Monday, July 26, 2010

Panas - Guest Post

Our empanada-loving guest blogger is back (read his previous post on Julia's Empanadas here)! Some might say his love affair with emps takes it to a whole 'nother level, but we would argue that this is a man that simply knows what he likes. And whenever you meet a guy who can lovingly analyze the merits of various empanadas for hours on end, it is best to just get out of his way and let him do his thing.

As for us, there might just be a new favorite empanada shop in town. You could argue that comparing Julia's to Panas is like apples and oranges and I would agree... but also know that I would pick up an orange every time.

-B and J

I've spent many a night late in Dupont longing for Julia. I visit her often, and she never fails to satisfy my needs. And my needs - whether late on a Saturday night after displaying bad dance moves at Midtown or even worse dance moves at Lucky Bar - usually center on one thing: a delicious empanada. But B and J convinced me to spread my empanada love to a new kid on the block: Panas Gourmet Empanadas. Will I remain in a committed empanada relationship with Julia? Will Panas seduce me with its gourmet flavors? More on my late night empanada indiscretions later; for now, let's focus on the Panas experience.

When I arrived at Panas, B was sitting serenely at a table waiting for me -- something that is quite literally impossible at Julia's given that their entire dining area consists of a cluttered shelf where a couple of people can elbow their way for standing room to eat. Panas, however, is the complete opposite: the interior is clean and modern, and there's strange astroturf "growing" on one of the walls. Parkour anyone?

While a single empanada at Panas is significantly smaller than one at Julia's -- weighing in at an estimated 2.5 ounces -- diners at Panas would do well to select one of their many combo meals. All combo meals allow diners to select a certain number of empanadas, and while some come with freshly-made salads or guacamole, all of them come with plantain chips and "dripping" sauces.

In yet another contrast, while Julia's menu is limited to a handful of savory -- and a couple of sweet -- empanadas, Panas has a much more diverse and adventurous selection of empanadas, ranging from vegetarian to meat to seafood-filled pastries. As one would expect in dining with B and J, all told at least one of us tried nearly every empanada on the menu.

I know you may be saying to yourself right now, "But, empanada-loving guest blogger, how did you figure out which empanada was which?" Well, in perhaps the greatest empanada breakthrough of the 21st century, each empanada is branded with a letter or two which, when referenced back to the menu, corresponds to a different type of filling.

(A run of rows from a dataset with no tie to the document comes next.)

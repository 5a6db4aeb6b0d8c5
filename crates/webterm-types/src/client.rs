//! Client identity and ownership state.

use sha2::{Digest, Sha256};
use std::fmt;
use uuid::Uuid;

/// Prefix marking names that were generated rather than chosen.
pub const GUEST_PREFIX: &str = ":";

/// Stable identifier of one transport connection.
#[derive(Debug, Clone, Copy, PartialEq, Eq, Hash, PartialOrd, Ord)]
pub struct ClientId(pub Uuid);

impl ClientId {
    pub fn new() -> Self {
        Self(Uuid::new_v4())
    }

    /// The name this connection is shown under until it presents a session,
    /// e.g. `:guest-3fa9c`. Changes with every connection.
    pub fn guest_name(&self) -> String {
        hashed_guest_name(self.0.as_bytes())
    }
}

/// Guest name for a client-held session token. Stable for as long as the
/// client keeps the token, so it can be given a rank in configuration.
pub fn session_guest_name(session: &str) -> String {
    hashed_guest_name(session.as_bytes())
}

fn hashed_guest_name(bytes: &[u8]) -> String {
    let digest = Sha256::digest(bytes);
    let hex: String = digest.iter().take(3).map(|b| format!("{:02x}", b)).collect();
    format!("{}guest-{}", GUEST_PREFIX, &hex[..5])
}

impl Default for ClientId {
    fn default() -> Self {
        Self::new()
    }
}

impl fmt::Display for ClientId {
    fn fmt(&self, f: &mut fmt::Formatter<'_>) -> fmt::Result {
        self.0.fmt(f)
    }
}

/// Who holds the keyboard, relative to the client being told.
#[derive(Debug, Clone, Copy, PartialEq, Eq)]
#[repr(u8)]
pub enum OwnerState {
    Nobody = 0,
    You = 1,
    SomeoneElse = 2,
}

impl OwnerState {
    /// Express `arbiter` from the point of view of `viewer`.
    pub fn relative_to(arbiter: Option<ClientId>, viewer: ClientId) -> Self {
        match arbiter {
            None => OwnerState::Nobody,
            Some(owner) if owner == viewer => OwnerState::You,
            Some(_) => OwnerState::SomeoneElse,
        }
    }

    pub fn from_code(code: u64) -> Option<Self> {
        match code {
            0 => Some(OwnerState::Nobody),
            1 => Some(OwnerState::You),
            2 => Some(OwnerState::SomeoneElse),
            _ => None,
        }
    }

    pub fn code(self) -> u8 {
        self as u8
    }
}
//! Shared application state.

use crate::config::Config;
use webterm_core::{SessionCoordinator, TerminalSession};

/// The coordinator type the server runs: one real pty-backed terminal.
pub type Coordinator = SessionCoordinator<TerminalSession>;

pub struct AppState {
    pub coordinator: Coordinator,
    pub config: Config,
}

impl AppState {
    /// Builds the coordinator; the terminal itself is launched on first use.
    pub fn new(config: Config) -> Self {
        let terminal_options = config.terminal_options();
        let coordinator = SessionCoordinator::new(
            config.coordinator_options(),
            config.ranks(),
            move || TerminalSession::new(terminal_options.clone()),
        );
        Self {
            coordinator,
            config,
        }
    }
}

That made splitting up the 12 empanadas among ourselves much easier: "Hey J, let me get that SE for your CS!"

Have I made it clear that Panas is very different from Julia's yet? No? Okay here's one more difference: while Julia declares that her empanadas are "baked with love," Panas seem fried to me. While they do reheat each empanada in an oven before serving, the pastry shell tasted to me much more like a Japanese Gyoza than a Julia's-style shell. One isn't inherently better than the other, but it certainly is noticeably different.

"Hey empanada-loving guest blogger, will you just talk about how the freaking empanadas taste now? B and J never take this long!" Fine. They're really good. The flavors are much more complex, and the combinations much more adventurous than those at Julia's. I had a smoked eggplant empanada which was filled with mushrooms, tomatoes, cheese and hard boiled eggs that I had assumed would be my fourth-seeded empanada, but it blew me away. It was rich, savory, and paired really nicely with the red pepper "dripping sauce." The chicken pesto empanada tasted like a delicious 2.5 ounce calzone, and the "Popeye" -- spinach, onions and goat cheese -- was a denser, slightly more flavorful rendition of my standard at Julia's.

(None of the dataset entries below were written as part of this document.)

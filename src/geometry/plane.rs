use crate::error::{GeometryError, Result};
use crate::math::{Point2, Point3, Vector3, TOLERANCE};

/// An infinite plane in 3D space.
///
/// Defined by an origin point, and two orthogonal direction vectors
/// (`u_dir`, `v_dir`). The normal is `u_dir × v_dir`.
///
/// Parametric form: `P(u, v) = origin + u * u_dir + v * v_dir`.
#[derive(Debug, Clone, PartialEq)]
pub struct Plane {
    origin: Point3,
    u_dir: Vector3,
    v_dir: Vector3,
    normal: Vector3,
}

impl Plane {
    /// Creates a plane from an origin and a normal vector.
    ///
    /// The U and V directions are computed automatically. For a normal along
    /// `+Z` they are `+X` and `+Y`, so ground-plane coordinates are preserved.
    ///
    /// # Errors
    ///
    /// Returns an error if the normal vector is zero-length.
    pub fn from_normal(origin: Point3, normal: Vector3) -> Result<Self> {
        let len = normal.norm();
        if len < TOLERANCE {
            return Err(GeometryError::ZeroVector.into());
        }
        let normal = normal / len;

        let (u_dir, v_dir) = if (normal.z.abs() - 1.0).abs() < TOLERANCE {
            let u = Vector3::x();
            (u, normal.cross(&u))
        } else {
            // Keep U horizontal for walls so V runs up the extrusion.
            let u = Vector3::z().cross(&normal).normalize();
            (u, normal.cross(&u))
        };

        Ok(Self {
            origin,
            u_dir,
            v_dir,
            normal,
        })
    }

    /// Returns the origin point of the plane.
    #[must_use]
    pub fn origin(&self) -> &Point3 {
        &self.origin
    }

    /// Returns the U direction vector.
    #[must_use]
    pub fn u_dir(&self) -> &Vector3 {
        &self.u_dir
    }

    /// Returns the V direction vector.
    #[must_use]
    pub fn v_dir(&self) -> &Vector3 {
        &self.v_dir
    }

    /// Returns the normal vector of the plane.
    #[must_use]
    pub fn plane_normal(&self) -> &Vector3 {
        &self.normal
    }

    /// Projects a point onto the plane's UV coordinate system.
    #[must_use]
    pub fn project(&self, point: &Point3) -> Point2 {
        let d = point - self.origin;
        Point2::new(d.dot(&self.u_dir), d.dot(&self.v_dir))
    }

    /// Evaluates the plane at parameter `(u, v)`.
    #[must_use]
    pub fn evaluate(&self, uv: &Point2) -> Point3 {
        self.origin + self.u_dir * uv.x + self.v_dir * uv.y
    }

    /// Signed distance from `point` to the plane along its normal.
    #[must_use]
    pub fn signed_distance(&self, point: &Point3) -> f64 {
        (point - self.origin).dot(&self.normal)
    }
}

So, am I now in a polygamous empanada relationship? As Facebook would say: it's complicated. Panas and Julia's are perfect compliments to one another. It's hard to top Julia's for a late-night empanada run after a night out, but for a more enjoyable dining experience -- complete with a comfortable place to sit and more ambitious flavors -- Panas is a great choice.

And so Julia's will remain my late-night fling, while Panas -- appropriately named after the Spanish slang for "buddy," -- is more of my empanada friend (friend with benefits, though, if you include plantain chips).